//! The reportable result of a run.

use cellprobe_types::{format_perfdata, PerfDataPoint, Status, DEFAULT_PRECISION};

use super::CheckError;

/// Status, message and perfdata of a finished check.
#[derive(Debug, Clone, PartialEq)]
pub struct CheckResult {
    status: Status,
    message: String,
    perfdata: Vec<PerfDataPoint>,
    precision: usize,
}

impl CheckResult {
    /// The message is flattened onto one line: control characters are escaped
    /// and `|` (the perfdata separator) becomes `¦`.
    pub fn new(status: Status, message: impl AsRef<str>) -> Self {
        Self {
            status,
            message: single_line(message.as_ref()),
            perfdata: Vec::new(),
            precision: DEFAULT_PRECISION,
        }
    }

    pub fn with_precision(mut self, precision: usize) -> Self {
        self.precision = precision;
        self
    }

    pub fn push(&mut self, point: PerfDataPoint) {
        self.perfdata.push(point);
    }

    pub fn status(&self) -> Status {
        self.status
    }

    pub fn message(&self) -> &str {
        &self.message
    }

    pub fn perfdata(&self) -> &[PerfDataPoint] {
        &self.perfdata
    }

    /// The single output line: `STATUS: message[ | perfdata]`.
    pub fn render(&self) -> String {
        if self.perfdata.is_empty() {
            format!("{}: {}", self.status, self.message)
        } else {
            format!(
                "{}: {} | {}",
                self.status,
                self.message,
                format_perfdata(&self.perfdata, self.precision)
            )
        }
    }
}

impl From<CheckError> for CheckResult {
    fn from(err: CheckError) -> Self {
        CheckResult::new(err.status(), err.to_string())
    }
}

fn single_line(message: &str) -> String {
    let mut out = String::with_capacity(message.len());
    for c in message.chars() {
        match c {
            '|' => out.push('¦'),
            c if c.is_control() => out.extend(c.escape_debug()),
            c => out.push(c),
        }
    }
    out
}
//! # cellprobe-types
//!
//! Core types for Nagios-style probes. This crate holds the parts of a check
//! that do not depend on any data store: result statuses, threshold ranges,
//! measured values and the performance-data line format.
//!
//! ## Example
//!
//! ```rust
//! use cellprobe_types::{format_perfdata, Measurement, PerfDataPoint, Status, Thresholds};
//!
//! let thresholds = Thresholds::parse(Some("80"), Some("0:90"), false).unwrap();
//! let measurement = Measurement::new("95");
//!
//! let value = measurement.numeric().unwrap();
//! assert_eq!(thresholds.evaluate(value).status(), Status::Critical);
//!
//! let points = vec![
//!     PerfDataPoint::new("value", value).with_thresholds(&thresholds),
//!     PerfDataPoint::seconds("query_time", 0.0125),
//! ];
//! assert_eq!(
//!     format_perfdata(&points, 4),
//!     "value=95.0000;80;90 query_time=0.0125s"
//! );
//! ```
//!
//! ## Range syntax
//!
//! Ranges follow the Nagios plugin guidelines: `[@]start:end`, where an
//! omitted `start` means 0, an omitted `end` means infinity, `~` as `start`
//! means negative infinity and a bare `N` means `0:N`. A leading `@` alerts
//! when the value is inside the range instead of outside it.

mod measurement;
mod perfdata;
mod range;
mod status;

pub use measurement::*;
pub use perfdata::*;
pub use range::*;
pub use status::*;

/// Decimal places used for perfdata values when none is configured.
pub const DEFAULT_PRECISION: usize = 4;
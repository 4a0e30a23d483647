//! A single measured value as returned by a data store.

/// The raw value read by a probe, with its numeric interpretation.
///
/// Created once per check run and never modified afterwards.
#[derive(Debug, Clone, PartialEq)]
pub struct Measurement {
    raw: String,
    numeric: Option<f64>,
}

impl Measurement {
    /// Classify a raw value.
    pub fn new(raw: impl Into<String>) -> Self {
        let raw = raw.into();
        let numeric = parse_number(&raw);
        Self { raw, numeric }
    }

    /// The value exactly as returned.
    pub fn raw(&self) -> &str {
        &self.raw
    }

    /// The numeric value, if the whole string is a finite number.
    pub fn numeric(&self) -> Option<f64> {
        self.numeric
    }

    pub fn is_numeric(&self) -> bool {
        self.numeric.is_some()
    }
}

/// Strict, total numeric parse.
///
/// Succeeds only when the entire string is a finite floating point number.
/// Surrounding whitespace, trailing units and `inf`/`NaN` spellings are all
/// rejected.
pub fn parse_number(s: &str) -> Option<f64> {
    if s.is_empty() || s.trim() != s {
        return None;
    }
    s.parse::<f64>().ok().filter(|v| v.is_finite())
}

#[cfg(test)]
mod tests {
    use super::*;

    #[test]
    fn test_numeric_values() {
        for (raw, expected) in [
            ("42.5", 42.5),
            ("0", 0.0),
            ("-3", -3.0),
            ("+7", 7.0),
            ("1e3", 1000.0),
            (".5", 0.5),
        ] {
            let m = Measurement::new(raw);
            assert_eq!(m.numeric(), Some(expected), "{raw}");
            assert_eq!(m.raw(), raw);
        }
    }

    #[test]
    fn test_non_numeric_values() {
        for raw in [
            "", "ACTIVE", "42.5ms", "42 ", " 42", "NaN", "inf", "-infinity", "1e400", "0x10",
            "1,000",
        ] {
            assert!(!Measurement::new(raw).is_numeric(), "{raw:?}");
        }
    }
}
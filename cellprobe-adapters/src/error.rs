//! Error types for adapters.

use thiserror::Error;

/// Errors that can occur when talking to a data store.
#[derive(Debug, Clone, PartialEq, Error)]
pub enum StoreError {
    /// Transport failure (refused, reset, DNS...).
    #[error("Connection failed: {0}")]
    Connection(String),

    /// Timeout waiting for response.
    #[error("Request timed out")]
    Timeout,

    /// The server answered with an unexpected status.
    #[error("HTTP request failed: {0}")]
    Http(String),

    /// The table does not exist.
    #[error("table '{0}' does not exist")]
    TableNotFound(String),

    /// The column family does not exist in the table.
    #[error("column family '{0}' does not exist")]
    ColumnFamilyNotFound(String),

    /// The response could not have been produced by a conforming server.
    #[error("Malformed response: {0}")]
    Malformed(String),

    /// The address or options could not be turned into a client.
    #[error("Invalid client configuration: {0}")]
    Config(String),
}

#[cfg(feature = "hbase")]
impl From<reqwest::Error> for StoreError {
    fn from(err: reqwest::Error) -> Self {
        if err.is_timeout() {
            StoreError::Timeout
        } else if err.is_connect() {
            StoreError::Connection(error_chain(&err))
        } else if err.is_decode() {
            StoreError::Malformed(error_chain(&err))
        } else {
            StoreError::Http(error_chain(&err))
        }
    }
}

/// `err` followed by each of its causes, joined with `": "`.
///
/// Client errors keep the root cause (e.g. `Connection refused`) in their
/// source chain rather than in their own message. Causes whose text is
/// already present are skipped.
#[cfg_attr(not(feature = "hbase"), allow(dead_code))]
pub(crate) fn error_chain(err: &(dyn std::error::Error + 'static)) -> String {
    let mut out = err.to_string();
    let mut source = err.source();
    while let Some(cause) = source {
        let text = cause.to_string();
        if !text.is_empty() && !out.contains(&text) {
            out.push_str(": ");
            out.push_str(&text);
        }
        source = cause.source();
    }
    out
}
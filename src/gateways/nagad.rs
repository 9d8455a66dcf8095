use crate::gateways::client::{ProviderClient, ProviderCredentials};
use crate::gateways::{
    validate_checkout, validate_refund, CheckoutRequest, GatewayError, GatewayPayment, PaymentGateway,
};
use rust_decimal::Decimal;
use serde_json::json;

pub const DEFAULT_BASE_URL: &str = "https://api.mynagad.com/v2/checkout";

pub struct NagadGateway {
    pub http: ProviderClient,
}

impl NagadGateway {
    pub fn new(credentials: ProviderCredentials, timeout_ms: u64) -> Self {
        Self {
            http: ProviderClient::new("nagad", credentials, timeout_ms),
        }
    }
}

fn challenge() -> serde_json::Value {
    json!({ "challenge": "Nagad", "challengeType": "0000" })
}

#[async_trait::async_trait]
impl PaymentGateway for NagadGateway {
    fn name(&self) -> &'static str {
        "nagad"
    }

    fn is_environment_valid(&self) -> bool {
        self.http.credentials.is_complete()
    }

    async fn generate_checkout_url(&self, request: CheckoutRequest) -> Result<GatewayPayment, GatewayError> {
        validate_checkout(self.name(), &request)?;
        let v = self
            .http
            .post(
                "/checkout/create",
                json!({
                    "amount": request.amount.round_dp(2).to_string(),
                    "currency": request.currency,
                    "intent": request.intent,
                    "merchantInvoiceNumber": request.merchant_invoice_number,
                    "callbackURL": request.callback_url,
                    "payerReference": request.payer_reference,
                    "productDetails": request.product_details,
                }),
            )
            .await?;
        GatewayPayment::from_provider_json(v)
    }

    async fn execute_payment(&self, payment_id: &str) -> Result<GatewayPayment, GatewayError> {
        let v = self
            .http
            .post(
                "/checkout/execute",
                json!({ "paymentID": payment_id, "additionalData": challenge() }),
            )
            .await?;
        GatewayPayment::from_provider_json(v)
    }

    async fn query_payment_status(&self, payment_id: &str) -> Result<GatewayPayment, GatewayError> {
        let v = self
            .http
            .post(
                "/checkout/payment/status",
                json!({ "paymentID": payment_id, "additionalData": challenge() }),
            )
            .await?;
        GatewayPayment::from_provider_json(v)
    }

    async fn process_refund(
        &self,
        original_payment_id: &str,
        amount: Decimal,
        reason: &str,
    ) -> Result<GatewayPayment, GatewayError> {
        let original = self.query_payment_status(original_payment_id).await?;
        validate_refund(&original, amount)?;

        let v = self
            .http
            .post(
                "/checkout/payment/refund",
                json!({
                    "originalPaymentID": original_payment_id,
                    "amount": amount.round_dp(2).to_string(),
                    "reason": reason,
                    "additionalData": challenge(),
                }),
            )
            .await?;
        GatewayPayment::from_provider_json(v)
    }

    async fn payment_methods(&self) -> Result<serde_json::Value, GatewayError> {
        self.http
            .post("/checkout/payment/methods", json!({ "additionalData": challenge() }))
            .await
    }

    fn verify_webhook_signature(&self, payload: &str, signature: &str, timestamp: &str) -> bool {
        self.http.verify(payload, signature, timestamp)
    }
}
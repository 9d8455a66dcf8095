use crate::error::AppError;
use axum::body::Body;
use axum::extract::State;
use axum::http::Request;
use axum::middleware::Next;
use axum::response::{IntoResponse, Response};
use hmac::digest::CtOutput;

pub const INTERNAL_KEY_HEADER: &str = "X-Internal-Api-Key";

fn keys_match(provided: &str, expected: &str) -> bool {
    use sha2::{Digest, Sha256};
    // Compare digests so timing does not depend on where the keys differ.
    let a: CtOutput<Sha256> = CtOutput::new(Sha256::digest(provided.as_bytes()));
    let b: CtOutput<Sha256> = CtOutput::new(Sha256::digest(expected.as_bytes()));
    a == b
}

/// Guards internal routes (audit reads) behind the shared service key.
pub async fn require_internal_api_key(
    State(expected): State<String>,
    request: Request<Body>,
    next: Next,
) -> Response {
    let provided = request
        .headers()
        .get(INTERNAL_KEY_HEADER)
        .and_then(|h| h.to_str().ok())
        .unwrap_or("");

    if expected.is_empty() || !keys_match(provided, &expected) {
        tracing::warn!(path = %request.uri().path(), "internal api key rejected");
        return AppError::Unauthenticated("Invalid internal API key".to_string()).into_response();
    }

    next.run(request).await
}
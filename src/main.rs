use carenet_payments::config::{AppConfig, StorageBackend};
use carenet_payments::domain::payment::PaymentMethod;
use carenet_payments::gateways::bkash::BkashGateway;
use carenet_payments::gateways::mock::MockGateway;
use carenet_payments::gateways::nagad::NagadGateway;
use carenet_payments::gateways::GatewayRegistry;
use carenet_payments::http::middleware::rate_limit::RateLimitState;
use carenet_payments::http::routes::{build_router, RouterOptions};
use carenet_payments::repo::audit_log_repo::AuditLogRepo;
use carenet_payments::repo::memory::MemoryStore;
use carenet_payments::repo::payments_repo::PaymentsRepo;
use carenet_payments::repo::session_store::{MemorySessionStore, RedisSessionStore};
use carenet_payments::repo::users_repo::UsersRepo;
use carenet_payments::repo::{AuditLogStore, PaymentStore, SessionStore, UserStore};
use carenet_payments::service::bulk_actions::BulkActionProcessor;
use carenet_payments::service::payment_service::PaymentService;
use carenet_payments::service::user_service::UserService;
use carenet_payments::AppState;
use sqlx::postgres::PgPoolOptions;
use std::sync::Arc;
use tower_http::trace::TraceLayer;
use tracing_subscriber::EnvFilter;

type Stores = (
    Arc<dyn PaymentStore>,
    Arc<dyn UserStore>,
    Arc<dyn AuditLogStore>,
    Arc<dyn SessionStore>,
    Option<redis::Client>,
);

async fn open_stores(cfg: &AppConfig) -> anyhow::Result<Stores> {
    match cfg.storage {
        StorageBackend::Postgres => {
            let pool = PgPoolOptions::new()
                .max_connections(10)
                .connect(&cfg.database_url)
                .await?;
            sqlx::migrate!("./migrations").run(&pool).await?;

            let redis_client = redis::Client::open(cfg.redis_url.clone())?;
            let sessions = RedisSessionStore {
                redis_client: redis_client.clone(),
                prefix: cfg.session_key_prefix.clone(),
            };
            let payments: Arc<dyn PaymentStore> = Arc::new(PaymentsRepo { pool: pool.clone() });
            let users: Arc<dyn UserStore> = Arc::new(UsersRepo { pool: pool.clone() });
            let audit_log: Arc<dyn AuditLogStore> = Arc::new(AuditLogRepo { pool });
            let sessions: Arc<dyn SessionStore> = Arc::new(sessions);
            Ok((payments, users, audit_log, sessions, Some(redis_client)))
        }
        StorageBackend::Memory => {
            tracing::warn!("STORAGE=memory: records are lost on restart");
            let store = MemoryStore::new();
            let payments: Arc<dyn PaymentStore> = Arc::new(store.clone());
            let users: Arc<dyn UserStore> = Arc::new(store.clone());
            let audit_log: Arc<dyn AuditLogStore> = Arc::new(store);
            let sessions: Arc<dyn SessionStore> = Arc::new(MemorySessionStore::new());
            Ok((payments, users, audit_log, sessions, None))
        }
    }
}

fn gateway_registry(cfg: &AppConfig) -> GatewayRegistry {
    let mut registry = GatewayRegistry::new()
        .register(
            PaymentMethod::Bkash,
            Arc::new(BkashGateway::new(cfg.bkash.clone(), cfg.gateway_timeout_ms)),
        )
        .register(
            PaymentMethod::Nagad,
            Arc::new(NagadGateway::new(cfg.nagad.clone(), cfg.gateway_timeout_ms)),
        );

    if let Some(behavior) = &cfg.mock_gateway_behavior {
        tracing::warn!(%behavior, "mock gateway serving CARD and BANK_TRANSFER");
        let mock = Arc::new(MockGateway::new(behavior, &cfg.internal_api_key));
        registry = registry
            .register(PaymentMethod::Card, mock.clone())
            .register(PaymentMethod::BankTransfer, mock);
    }
    registry
}

#[tokio::main]
async fn main() -> anyhow::Result<()> {
    tracing_subscriber::fmt()
        .with_env_filter(EnvFilter::from_default_env())
        .init();

    let cfg = AppConfig::from_env();
    let (payments, users, audit_log, sessions, redis_client) = open_stores(&cfg).await?;

    let registry = gateway_registry(&cfg);
    for method in [PaymentMethod::Bkash, PaymentMethod::Nagad] {
        if !registry.supported_methods().contains(&method) {
            tracing::warn!(%method, "gateway credentials missing; method disabled");
        }
    }

    let payment_service =
        PaymentService::new(payments, registry).with_callback_url(cfg.payment_callback_url.clone());
    let user_service = UserService::new(users.clone(), sessions.clone());
    let bulk_actions = BulkActionProcessor::new(users, sessions).with_concurrency(cfg.bulk_concurrency);

    let rate_limit = redis_client.clone().map(|client| RateLimitState {
        redis_client: client,
        max_per_minute: cfg.rate_limit_per_minute,
        key_prefix: "carenet:rate".to_string(),
    });

    let state = AppState {
        payment_service,
        user_service,
        bulk_actions,
        audit_log,
        redis_client,
    };

    let app = build_router(
        state,
        RouterOptions {
            internal_api_key: cfg.internal_api_key.clone(),
            rate_limit,
        },
    )
    .layer(TraceLayer::new_for_http());

    let listener = tokio::net::TcpListener::bind(&cfg.bind_addr).await?;
    tracing::info!("listening on {}", cfg.bind_addr);
    axum::serve(listener, app).await?;
    Ok(())
}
======
Work task> Please give an exact copy of the entries above, from the line with "timestamp: &str) ->" down to the line with "use axum::extract::State;", inclusive, and nothing else.

Result below>
    fn verify_webhook_signature(&self, payload: &str, signature: &str, timestamp: &str) -> bool {
        self.http.verify(payload, signature, timestamp)
    }
}
repository 9d8455a66dcf8095
use crate::error::AppError;
use axum::body::Body;
use axum::extract::State;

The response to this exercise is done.